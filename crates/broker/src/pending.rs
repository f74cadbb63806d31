//! Pending permission requests — suspended-run control records awaiting a
//! human allow/deny.
//!
//! Resolution is a two-step dance owned by the caller: `resolve` removes
//! the record (idempotently — a second call finds nothing), the caller
//! appends the `permission.response` event, and only then fires the
//! record's `respond` sender so the suspended executor always resumes
//! after the response is durable.

use std::collections::HashMap;

use chrono::{DateTime, Duration, Utc};
use parking_lot::RwLock;
use serde::Serialize;
use tokio::sync::oneshot;
use uuid::Uuid;

use ab_domain::event::PermissionDecision;

// ━━━━━━━━━━━━━━━━━━━━━━━━━━━━━━━━━━━━━━━━━━━━━━━━━━━━━━━━━━━━━━━━━━
// Types
// ━━━━━━━━━━━━━━━━━━━━━━━━━━━━━━━━━━━━━━━━━━━━━━━━━━━━━━━━━━━━━━━━━━

/// A request waiting for human review.
pub struct PendingPermission {
    pub perm_id: Uuid,
    pub run_id: Uuid,
    /// Channel the request was surfaced on (re-emitted there on reconnect).
    pub channel_id: Option<String>,
    pub capability: String,
    pub tool_name: String,
    pub preview: String,
    pub created_at: DateTime<Utc>,
    pub respond: oneshot::Sender<PermissionDecision>,
}

impl PendingPermission {
    /// Fire the decision into the suspended executor. The receiver may be
    /// gone when the run was stopped concurrently; that is fine.
    pub fn send(self, decision: PermissionDecision) {
        let _ = self.respond.send(decision);
    }
}

/// Serializable snapshot of a pending request (for status queries and
/// reconnect re-emission).
#[derive(Debug, Clone, Serialize)]
pub struct PermissionInfo {
    pub perm_id: Uuid,
    pub run_id: Uuid,
    #[serde(skip_serializing_if = "Option::is_none")]
    pub channel_id: Option<String>,
    pub capability: String,
    pub tool_name: String,
    pub preview: String,
    pub created_at: DateTime<Utc>,
}

impl From<&PendingPermission> for PermissionInfo {
    fn from(p: &PendingPermission) -> Self {
        Self {
            perm_id: p.perm_id,
            run_id: p.run_id,
            channel_id: p.channel_id.clone(),
            capability: p.capability.clone(),
            tool_name: p.tool_name.clone(),
            preview: p.preview.clone(),
            created_at: p.created_at,
        }
    }
}

// ━━━━━━━━━━━━━━━━━━━━━━━━━━━━━━━━━━━━━━━━━━━━━━━━━━━━━━━━━━━━━━━━━━
// Broker
// ━━━━━━━━━━━━━━━━━━━━━━━━━━━━━━━━━━━━━━━━━━━━━━━━━━━━━━━━━━━━━━━━━━

/// Thread-safe store of pending permission requests.
pub struct PermissionBroker {
    pending: RwLock<HashMap<Uuid, PendingPermission>>,
}

impl Default for PermissionBroker {
    fn default() -> Self {
        Self::new()
    }
}

impl PermissionBroker {
    pub fn new() -> Self {
        Self {
            pending: RwLock::new(HashMap::new()),
        }
    }

    /// Register a new pending request. Returns the snapshot the caller
    /// emits as a `permission.request` event.
    pub fn insert(&self, pending: PendingPermission) -> PermissionInfo {
        let info = PermissionInfo::from(&pending);
        self.pending.write().insert(pending.perm_id, pending);
        info
    }

    /// Take a pending request out for resolution. `None` for unknown or
    /// already-resolved ids — the idempotent no-op path.
    pub fn resolve(&self, perm_id: &Uuid) -> Option<PendingPermission> {
        self.pending.write().remove(perm_id)
    }

    /// Take the open request of a run (the stop path).
    pub fn resolve_for_run(&self, run_id: &Uuid) -> Option<PendingPermission> {
        let perm_id = {
            let pending = self.pending.read();
            pending
                .values()
                .find(|p| p.run_id == *run_id)
                .map(|p| p.perm_id)
        }?;
        self.resolve(&perm_id)
    }

    /// Take all requests older than `max_age`; the caller resolves them
    /// as deny with the expired flag.
    pub fn expired(&self, max_age: Duration) -> Vec<PendingPermission> {
        let cutoff = Utc::now() - max_age;
        let stale: Vec<Uuid> = {
            let pending = self.pending.read();
            pending
                .values()
                .filter(|p| p.created_at < cutoff)
                .map(|p| p.perm_id)
                .collect()
        };
        stale.iter().filter_map(|id| self.resolve(id)).collect()
    }

    /// Pending requests surfaced on a channel, oldest first (re-emitted on
    /// reconnect of the same channel).
    pub fn pending_for_channel(&self, channel_id: &str) -> Vec<PermissionInfo> {
        let mut infos: Vec<PermissionInfo> = self
            .pending
            .read()
            .values()
            .filter(|p| p.channel_id.as_deref() == Some(channel_id))
            .map(PermissionInfo::from)
            .collect();
        infos.sort_by_key(|i| i.created_at);
        infos
    }

    /// The open request of a run, when one exists. A run in
    /// `waiting_permission` references exactly one.
    pub fn pending_for_run(&self, run_id: &Uuid) -> Option<PermissionInfo> {
        self.pending
            .read()
            .values()
            .find(|p| p.run_id == *run_id)
            .map(PermissionInfo::from)
    }

    pub fn pending_count(&self) -> usize {
        self.pending.read().len()
    }
}

// ━━━━━━━━━━━━━━━━━━━━━━━━━━━━━━━━━━━━━━━━━━━━━━━━━━━━━━━━━━━━━━━━━━
// Tests
// ━━━━━━━━━━━━━━━━━━━━━━━━━━━━━━━━━━━━━━━━━━━━━━━━━━━━━━━━━━━━━━━━━━

#[cfg(test)]
mod tests {
    use super::*;

    fn make_pending(
        run_id: Uuid,
        channel_id: Option<&str>,
    ) -> (PendingPermission, oneshot::Receiver<PermissionDecision>) {
        let (tx, rx) = oneshot::channel();
        let pending = PendingPermission {
            perm_id: Uuid::new_v4(),
            run_id,
            channel_id: channel_id.map(String::from),
            capability: "shell.run".into(),
            tool_name: "shell_run".into(),
            preview: "echo hi".into(),
            created_at: Utc::now(),
            respond: tx,
        };
        (pending, rx)
    }

    #[tokio::test]
    async fn resolve_then_send_unblocks_the_waiter() {
        let broker = PermissionBroker::new();
        let (pending, rx) = make_pending(Uuid::new_v4(), Some("ws-1"));
        let perm_id = pending.perm_id;
        broker.insert(pending);

        let resolved = broker.resolve(&perm_id).unwrap();
        resolved.send(PermissionDecision::Allow);
        assert_eq!(rx.await.unwrap(), PermissionDecision::Allow);
        assert_eq!(broker.pending_count(), 0);
    }

    #[tokio::test]
    async fn second_resolve_is_a_no_op() {
        let broker = PermissionBroker::new();
        let (pending, _rx) = make_pending(Uuid::new_v4(), None);
        let perm_id = pending.perm_id;
        broker.insert(pending);

        assert!(broker.resolve(&perm_id).is_some());
        assert!(broker.resolve(&perm_id).is_none());
    }

    #[test]
    fn resolve_unknown_id_is_a_no_op() {
        let broker = PermissionBroker::new();
        assert!(broker.resolve(&Uuid::new_v4()).is_none());
    }

    #[tokio::test]
    async fn resolve_for_run_finds_the_open_request() {
        let broker = PermissionBroker::new();
        let run_id = Uuid::new_v4();
        let (pending, rx) = make_pending(run_id, None);
        broker.insert(pending);

        let resolved = broker.resolve_for_run(&run_id).unwrap();
        resolved.send(PermissionDecision::Deny);
        assert_eq!(rx.await.unwrap(), PermissionDecision::Deny);
        assert!(broker.resolve_for_run(&run_id).is_none());
    }

    #[tokio::test]
    async fn dropping_a_resolved_request_errors_the_waiter() {
        let broker = PermissionBroker::new();
        let (pending, rx) = make_pending(Uuid::new_v4(), None);
        let perm_id = pending.perm_id;
        broker.insert(pending);

        drop(broker.resolve(&perm_id));
        assert!(rx.await.is_err(), "waiters treat a dropped sender as deny");
    }

    #[test]
    fn expired_takes_only_old_requests() {
        let broker = PermissionBroker::new();
        let (mut old, _old_rx) = make_pending(Uuid::new_v4(), None);
        old.created_at = Utc::now() - Duration::seconds(120);
        let old_id = old.perm_id;
        broker.insert(old);

        let (fresh, _fresh_rx) = make_pending(Uuid::new_v4(), None);
        broker.insert(fresh);

        let expired = broker.expired(Duration::seconds(60));
        assert_eq!(expired.len(), 1);
        assert_eq!(expired[0].perm_id, old_id);
        assert_eq!(broker.pending_count(), 1);
    }

    #[test]
    fn pending_for_channel_is_scoped_and_ordered() {
        let broker = PermissionBroker::new();

        let (mut first, _rx1) = make_pending(Uuid::new_v4(), Some("a"));
        first.created_at = Utc::now() - Duration::seconds(10);
        let first_id = first.perm_id;
        broker.insert(first);

        let (second, _rx2) = make_pending(Uuid::new_v4(), Some("a"));
        broker.insert(second);

        let (other, _rx3) = make_pending(Uuid::new_v4(), Some("b"));
        broker.insert(other);

        let infos = broker.pending_for_channel("a");
        assert_eq!(infos.len(), 2);
        assert_eq!(infos[0].perm_id, first_id, "oldest first");
        assert!(broker.pending_for_channel("c").is_empty());
    }

    #[test]
    fn pending_for_run_finds_the_single_request() {
        let broker = PermissionBroker::new();
        let run_id = Uuid::new_v4();
        let (pending, _rx) = make_pending(run_id, None);
        let perm_id = pending.perm_id;
        broker.insert(pending);

        let info = broker.pending_for_run(&run_id).unwrap();
        assert_eq!(info.perm_id, perm_id);
        assert!(broker.pending_for_run(&Uuid::new_v4()).is_none());
    }
}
####################
**The task**
Apply a filter to the listing above so that only lines with "RwLock" are kept, and copy those lines.

**Reply to the exercise**
use parking_lot::RwLock;
    pending: RwLock<HashMap<Uuid, PendingPermission>>,
            pending: RwLock::new(HashMap::new()),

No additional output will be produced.